• Task requirements
Every line of the material that follows must be printed again exactly.

====== The records

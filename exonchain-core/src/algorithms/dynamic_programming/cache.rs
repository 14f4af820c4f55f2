/// Memoized junction score between two hits of a pass.
#[derive(Debug, Clone, Copy, PartialEq, Eq, Default)]
pub enum JunctionEntry {
    /// Not evaluated yet
    #[default]
    Pending,
    /// Out of reach or without a viable splice variant
    Unreachable,
    /// Best junction score
    Score(i64),
}

impl From<Option<i64>> for JunctionEntry {
    fn from(value: Option<i64>) -> Self {
        value.map_or(Self::Unreachable, Self::Score)
    }
}

impl JunctionEntry {
    /// Score of an evaluated, viable junction
    #[must_use]
    pub const fn score(self) -> Option<i64> {
        match self {
            Self::Score(score) => Some(score),
            Self::Pending | Self::Unreachable => None,
        }
    }
}

/// Junction scores indexed `[i][j][k - i][m]` for hit `j` of part `i` and
/// hit `m` of part `k >= i`.
///
/// Rows `[i][j][k - i]` are allocated on first write.
#[derive(Debug, Clone, Default, PartialEq, Eq)]
pub struct JunctionCache {
    sizes: Vec<usize>,
    cells: Vec<Vec<Vec<Vec<JunctionEntry>>>>,
}

impl JunctionCache {
    /// Empty cache for parts holding `sizes[i]` hits each
    #[must_use]
    pub fn new(sizes: Vec<usize>) -> Self {
        let parts = sizes.len();
        let cells = sizes
            .iter()
            .enumerate()
            .map(|(i, &n)| vec![vec![Vec::new(); parts - i]; n])
            .collect();
        Self { sizes, cells }
    }

    #[must_use]
    pub fn get(&self, i: usize, j: usize, k: usize, m: usize) -> JunctionEntry {
        self.cells[i][j][k - i].get(m).copied().unwrap_or_default()
    }

    pub fn set(&mut self, i: usize, j: usize, k: usize, m: usize, entry: JunctionEntry) {
        let row = self.row_mut(i, j, k);
        row[m] = entry;
    }

    /// Mark hits `from..` of part `k` unreachable from hit `j` of part `i`.
    pub fn mark_unreachable_from(&mut self, i: usize, j: usize, k: usize, from: usize) {
        let row = self.row_mut(i, j, k);
        for entry in row.iter_mut().skip(from) {
            *entry = JunctionEntry::Unreachable;
        }
    }

    fn row_mut(&mut self, i: usize, j: usize, k: usize) -> &mut Vec<JunctionEntry> {
        let size = self.sizes[k];
        let row = &mut self.cells[i][j][k - i];
        if row.is_empty() {
            *row = vec![JunctionEntry::Pending; size];
        }
        row
    }

    /// Number of evaluated entries
    #[must_use]
    pub fn evaluated(&self) -> usize {
        self.cells
            .iter()
            .flatten()
            .flatten()
            .flatten()
            .filter(|e| !matches!(e, JunctionEntry::Pending))
            .count()
    }

    /// Keep only the hits flagged in `keep[part][hit]`, renumbering them
    /// densely.
    #[must_use]
    pub fn compact(&self, keep: &[Vec<bool>]) -> Self {
        let sizes: Vec<usize> = keep
            .iter()
            .map(|flags| flags.iter().filter(|&&k| k).count())
            .collect();
        let cells = self
            .cells
            .iter()
            .enumerate()
            .map(|(i, hits)| {
                hits.iter()
                    .zip(&keep[i])
                    .filter(|(_, &kept)| kept)
                    .map(|(rows, _)| {
                        rows.iter()
                            .enumerate()
                            .map(|(offset, row)| {
                                if row.is_empty() {
                                    Vec::new()
                                } else {
                                    row.iter()
                                        .zip(&keep[i + offset])
                                        .filter(|(_, &kept)| kept)
                                        .map(|(entry, _)| *entry)
                                        .collect()
                                }
                            })
                            .collect()
                    })
                    .collect()
            })
            .collect();
        Self { sizes, cells }
    }
}

#[cfg(test)]
mod tests {
    use super::*;

    #[test]
    fn test_lazy_rows() {
        let mut cache = JunctionCache::new(vec![2, 3]);
        assert_eq!(cache.get(0, 1, 1, 2), JunctionEntry::Pending);
        cache.set(0, 1, 1, 2, JunctionEntry::Score(-4));
        assert_eq!(cache.get(0, 1, 1, 2), JunctionEntry::Score(-4));
        assert_eq!(cache.get(0, 1, 1, 0), JunctionEntry::Pending);
        assert_eq!(cache.evaluated(), 1);
    }

    #[test]
    fn test_mark_unreachable_from() {
        let mut cache = JunctionCache::new(vec![1, 4]);
        cache.mark_unreachable_from(0, 0, 1, 2);
        assert_eq!(cache.get(0, 0, 1, 1), JunctionEntry::Pending);
        assert_eq!(cache.get(0, 0, 1, 2), JunctionEntry::Unreachable);
        assert_eq!(cache.get(0, 0, 1, 3), JunctionEntry::Unreachable);
    }

    #[test]
    fn test_compact_renumbers() {
        let mut cache = JunctionCache::new(vec![2, 3]);
        cache.set(0, 1, 1, 0, JunctionEntry::Score(1));
        cache.set(0, 1, 1, 2, JunctionEntry::Score(3));
        cache.set(0, 0, 1, 2, JunctionEntry::Score(5));

        let keep = vec![vec![false, true], vec![false, true, true]];
        let compacted = cache.compact(&keep);
        assert_eq!(compacted.get(0, 0, 1, 0), JunctionEntry::Pending);
        assert_eq!(compacted.get(0, 0, 1, 1), JunctionEntry::Score(3));
        assert_eq!(compacted.evaluated(), 1);
    }

    #[test]
    fn test_entry_from_option() {
        assert_eq!(JunctionEntry::from(Some(2)), JunctionEntry::Score(2));
        assert_eq!(JunctionEntry::from(None), JunctionEntry::Unreachable);
        assert_eq!(JunctionEntry::Unreachable.score(), None);
    }
}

============

• Your solution
filename exonchain-core/src/algorithms/dynamic_programming/cache.rs
repository 14f4af820c4f55f2
/// Memoized junction score between two hits of a pass.
#[derive(Debug, Clone, Copy, PartialEq, Eq, Default)]
pub enum JunctionEntry {
    /// Not evaluated yet
    #[default]
    Pending,
    /// Out of reach or without a viable splice variant
    Unreachable,
    /// Best junction score
    Score(i64),
}

impl From<Option<i64>> for JunctionEntry {
    fn from(value: Option<i64>) -> Self {
        value.map_or(Self::Unreachable, Self::Score)
    }
}

impl JunctionEntry {
    /// Score of an evaluated, viable junction
    #[must_use]
    pub const fn score(self) -> Option<i64> {
        match self {
            Self::Score(score) => Some(score),
            Self::Pending | Self::Unreachable => None,
        }
    }
}

/// Junction scores indexed `[i][j][k - i][m]` for hit `j` of part `i` and
/// hit `m` of part `k >= i`.
///
/// Rows `[i][j][k - i]` are allocated on first write.
#[derive(Debug, Clone, Default, PartialEq, Eq)]
pub struct JunctionCache {
    sizes: Vec<usize>,
    cells: Vec<Vec<Vec<Vec<JunctionEntry>>>>,
}

impl JunctionCache {
    /// Empty cache for parts holding `sizes[i]` hits each
    #[must_use]
    pub fn new(sizes: Vec<usize>) -> Self {
        let parts = sizes.len();
        let cells = sizes
            .iter()
            .enumerate()
            .map(|(i, &n)| vec![vec![Vec::new(); parts - i]; n])
            .collect();
        Self { sizes, cells }
    }

    #[must_use]
    pub fn get(&self, i: usize, j: usize, k: usize, m: usize) -> JunctionEntry {
        self.cells[i][j][k - i].get(m).copied().unwrap_or_default()
    }

    pub fn set(&mut self, i: usize, j: usize, k: usize, m: usize, entry: JunctionEntry) {
        let row = self.row_mut(i, j, k);
        row[m] = entry;
    }

    /// Mark hits `from..` of part `k` unreachable from hit `j` of part `i`.
    pub fn mark_unreachable_from(&mut self, i: usize, j: usize, k: usize, from: usize) {
        let row = self.row_mut(i, j, k);
        for entry in row.iter_mut().skip(from) {
            *entry = JunctionEntry::Unreachable;
        }
    }

    fn row_mut(&mut self, i: usize, j: usize, k: usize) -> &mut Vec<JunctionEntry> {
        let size = self.sizes[k];
        let row = &mut self.cells[i][j][k - i];
        if row.is_empty() {
            *row = vec![JunctionEntry::Pending; size];
        }
        row
    }

    /// Number of evaluated entries
    #[must_use]
    pub fn evaluated(&self) -> usize {
        self.cells
            .iter()
            .flatten()
            .flatten()
            .flatten()
            .filter(|e| !matches!(e, JunctionEntry::Pending))
            .count()
    }

    /// Keep only the hits flagged in `keep[part][hit]`, renumbering them
    /// densely.
    #[must_use]
    pub fn compact(&self, keep: &[Vec<bool>]) -> Self {
        let sizes: Vec<usize> = keep
            .iter()
            .map(|flags| flags.iter().filter(|&&k| k).count())
            .collect();
        let cells = self
            .cells
            .iter()
            .enumerate()
            .map(|(i, hits)| {
                hits.iter()
                    .zip(&keep[i])
                    .filter(|(_, &kept)| kept)
                    .map(|(rows, _)| {
                        rows.iter()
                            .enumerate()
                            .map(|(offset, row)| {
                                if row.is_empty() {
                                    Vec::new()
                                } else {
                                    row.iter()
                                        .zip(&keep[i + offset])
                                        .filter(|(_, &kept)| kept)
                                        .map(|(entry, _)| *entry)
                                        .collect()
                                }
                            })
                            .collect()
                    })
                    .collect()
            })
            .collect();
        Self { sizes, cells }
    }
}

#[cfg(test)]
mod tests {
    use super::*;

    #[test]
    fn test_lazy_rows() {
        let mut cache = JunctionCache::new(vec![2, 3]);
        assert_eq!(cache.get(0, 1, 1, 2), JunctionEntry::Pending);
        cache.set(0, 1, 1, 2, JunctionEntry::Score(-4));
        assert_eq!(cache.get(0, 1, 1, 2), JunctionEntry::Score(-4));
        assert_eq!(cache.get(0, 1, 1, 0), JunctionEntry::Pending);
        assert_eq!(cache.evaluated(), 1);
    }

    #[test]
    fn test_mark_unreachable_from() {
        let mut cache = JunctionCache::new(vec![1, 4]);
        cache.mark_unreachable_from(0, 0, 1, 2);
        assert_eq!(cache.get(0, 0, 1, 1), JunctionEntry::Pending);
        assert_eq!(cache.get(0, 0, 1, 2), JunctionEntry::Unreachable);
        assert_eq!(cache.get(0, 0, 1, 3), JunctionEntry::Unreachable);
    }

    #[test]
    fn test_compact_renumbers() {
        let mut cache = JunctionCache::new(vec![2, 3]);
        cache.set(0, 1, 1, 0, JunctionEntry::Score(1));
        cache.set(0, 1, 1, 2, JunctionEntry::Score(3));
        cache.set(0, 0, 1, 2, JunctionEntry::Score(5));

        let keep = vec![vec![false, true], vec![false, true, true]];
        let compacted = cache.compact(&keep);
        assert_eq!(compacted.get(0, 0, 1, 0), JunctionEntry::Pending);
        assert_eq!(compacted.get(0, 0, 1, 1), JunctionEntry::Score(3));
        assert_eq!(compacted.evaluated(), 1);
    }

    #[test]
    fn test_entry_from_option() {
        assert_eq!(JunctionEntry::from(Some(2)), JunctionEntry::Score(2));
        assert_eq!(JunctionEntry::from(None), JunctionEntry::Unreachable);
        assert_eq!(JunctionEntry::Unreachable.score(), None);
    }
}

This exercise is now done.